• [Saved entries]
----

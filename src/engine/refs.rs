//! engine::refs
//!
//! Paginated branch and tag listings.

use std::path::PathBuf;

use serde::{Deserialize, Serialize};
use tracing::debug;

use crate::core::context::RequestContext;
use crate::core::errors::{Error, Result};
use crate::core::types::{ObjectType, RefName};
use crate::git::Git;
use crate::refs::{
    patterns_from_query, walk_references, HandleAll, Instructor, ObjectTypeFilter, Paginated,
    Reference, ReferenceField, SortField, SortOrder, WalkEntry, WalkOptions, WalkStats,
};

use super::Engine;

#[derive(Debug, Clone, Default, Serialize, Deserialize)]
pub struct ListRefsParams {
    pub repo: PathBuf,
    /// Free-text query, optionally anchored with `^` and `$`
    #[serde(default)]
    pub query: String,
    /// 1-based page; 0 is the first page
    #[serde(default)]
    pub page: usize,
    /// 0 returns every match
    #[serde(default)]
    pub page_size: usize,
    #[serde(default)]
    pub sort: SortField,
    #[serde(default)]
    pub order: SortOrder,
    /// Only references whose target has this type
    #[serde(default)]
    pub object_type: Option<ObjectType>,
}

/// One page of references, names relative to their namespace.
#[derive(Debug, Clone, Default, PartialEq, Eq, Serialize)]
pub struct RefListing {
    pub references: Vec<Reference>,
    /// References read to produce this page
    pub scanned: usize,
}

impl Engine {
    /// One page of branches matching the query.
    pub fn list_branches(
        &self,
        ctx: &RequestContext,
        params: &ListRefsParams,
    ) -> Result<RefListing> {
        self.list_namespace(ctx, RefName::BRANCH_PREFIX, params)
    }

    /// One page of tags matching the query.
    pub fn list_tags(&self, ctx: &RequestContext, params: &ListRefsParams) -> Result<RefListing> {
        self.list_namespace(ctx, RefName::TAG_PREFIX, params)
    }

    fn list_namespace(
        &self,
        ctx: &RequestContext,
        prefix: &str,
        params: &ListRefsParams,
    ) -> Result<RefListing> {
        let git = self.open(&params.repo)?;
        let base = prefix.trim_end_matches('/');
        let mut options = WalkOptions {
            patterns: patterns_from_query(base, &params.query),
            fields: vec![
                ReferenceField::Name,
                ReferenceField::ObjectName,
                ReferenceField::ObjectType,
            ],
            sort: params.sort,
            order: params.order,
            max_walk_distance: 0,
        };
        debug!(prefix, query = %params.query, page = params.page, "listing references");

        let mut references = Vec::new();
        let collect = |entry: WalkEntry| -> Result<()> {
            let mut reference = Reference::try_from(&entry)?;
            if let Some(short) = reference.name.strip_prefix(prefix) {
                reference.name = short.to_string();
            }
            references.push(reference);
            Ok(())
        };

        let stats = match params.object_type {
            Some(object_type) => {
                let mut pager =
                    Paginated::new(ObjectTypeFilter(object_type), params.page, params.page_size)?;
                self.walk(ctx, &git, &options, &mut pager, collect)?
            }
            None => {
                let mut pager = Paginated::new(HandleAll, params.page, params.page_size)?;
                options.max_walk_distance = pager.max_walk_distance();
                self.walk(ctx, &git, &options, &mut pager, collect)?
            }
        };

        Ok(RefListing {
            references,
            scanned: stats.scanned,
        })
    }

    fn walk<I, H>(
        &self,
        ctx: &RequestContext,
        git: &Git,
        options: &WalkOptions,
        instructor: &mut I,
        handler: H,
    ) -> Result<WalkStats>
    where
        I: Instructor,
        H: FnMut(WalkEntry) -> Result<()>,
    {
        walk_references::<_, _, Error>(
            ctx,
            self.config.git_binary(),
            git.git_dir(),
            options,
            instructor,
            handler,
        )
    }
}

----

• [WHAT IS BEING ASKED] Write out every entry again, keeping each line exactly the same.

• [TASK RESULT]
filename src/engine/refs.rs
//! engine::refs
//!
//! Paginated branch and tag listings.

use std::path::PathBuf;

use serde::{Deserialize, Serialize};
use tracing::debug;

use crate::core::context::RequestContext;
use crate::core::errors::{Error, Result};
use crate::core::types::{ObjectType, RefName};
use crate::git::Git;
use crate::refs::{
    patterns_from_query, walk_references, HandleAll, Instructor, ObjectTypeFilter, Paginated,
    Reference, ReferenceField, SortField, SortOrder, WalkEntry, WalkOptions, WalkStats,
};

use super::Engine;

#[derive(Debug, Clone, Default, Serialize, Deserialize)]
pub struct ListRefsParams {
    pub repo: PathBuf,
    /// Free-text query, optionally anchored with `^` and `$`
    #[serde(default)]
    pub query: String,
    /// 1-based page; 0 is the first page
    #[serde(default)]
    pub page: usize,
    /// 0 returns every match
    #[serde(default)]
    pub page_size: usize,
    #[serde(default)]
    pub sort: SortField,
    #[serde(default)]
    pub order: SortOrder,
    /// Only references whose target has this type
    #[serde(default)]
    pub object_type: Option<ObjectType>,
}

/// One page of references, names relative to their namespace.
#[derive(Debug, Clone, Default, PartialEq, Eq, Serialize)]
pub struct RefListing {
    pub references: Vec<Reference>,
    /// References read to produce this page
    pub scanned: usize,
}

impl Engine {
    /// One page of branches matching the query.
    pub fn list_branches(
        &self,
        ctx: &RequestContext,
        params: &ListRefsParams,
    ) -> Result<RefListing> {
        self.list_namespace(ctx, RefName::BRANCH_PREFIX, params)
    }

    /// One page of tags matching the query.
    pub fn list_tags(&self, ctx: &RequestContext, params: &ListRefsParams) -> Result<RefListing> {
        self.list_namespace(ctx, RefName::TAG_PREFIX, params)
    }

    fn list_namespace(
        &self,
        ctx: &RequestContext,
        prefix: &str,
        params: &ListRefsParams,
    ) -> Result<RefListing> {
        let git = self.open(&params.repo)?;
        let base = prefix.trim_end_matches('/');
        let mut options = WalkOptions {
            patterns: patterns_from_query(base, &params.query),
            fields: vec![
                ReferenceField::Name,
                ReferenceField::ObjectName,
                ReferenceField::ObjectType,
            ],
            sort: params.sort,
            order: params.order,
            max_walk_distance: 0,
        };
        debug!(prefix, query = %params.query, page = params.page, "listing references");

        let mut references = Vec::new();
        let collect = |entry: WalkEntry| -> Result<()> {
            let mut reference = Reference::try_from(&entry)?;
            if let Some(short) = reference.name.strip_prefix(prefix) {
                reference.name = short.to_string();
            }
            references.push(reference);
            Ok(())
        };

        let stats = match params.object_type {
            Some(object_type) => {
                let mut pager =
                    Paginated::new(ObjectTypeFilter(object_type), params.page, params.page_size)?;
                self.walk(ctx, &git, &options, &mut pager, collect)?
            }
            None => {
                let mut pager = Paginated::new(HandleAll, params.page, params.page_size)?;
                options.max_walk_distance = pager.max_walk_distance();
                self.walk(ctx, &git, &options, &mut pager, collect)?
            }
        };

        Ok(RefListing {
            references,
            scanned: stats.scanned,
        })
    }

    fn walk<I, H>(
        &self,
        ctx: &RequestContext,
        git: &Git,
        options: &WalkOptions,
        instructor: &mut I,
        handler: H,
    ) -> Result<WalkStats>
    where
        I: Instructor,
        H: FnMut(WalkEntry) -> Result<()>,
    {
        walk_references::<_, _, Error>(
            ctx,
            self.config.git_binary(),
            git.git_dir(),
            options,
            instructor,
            handler,
        )
    }
}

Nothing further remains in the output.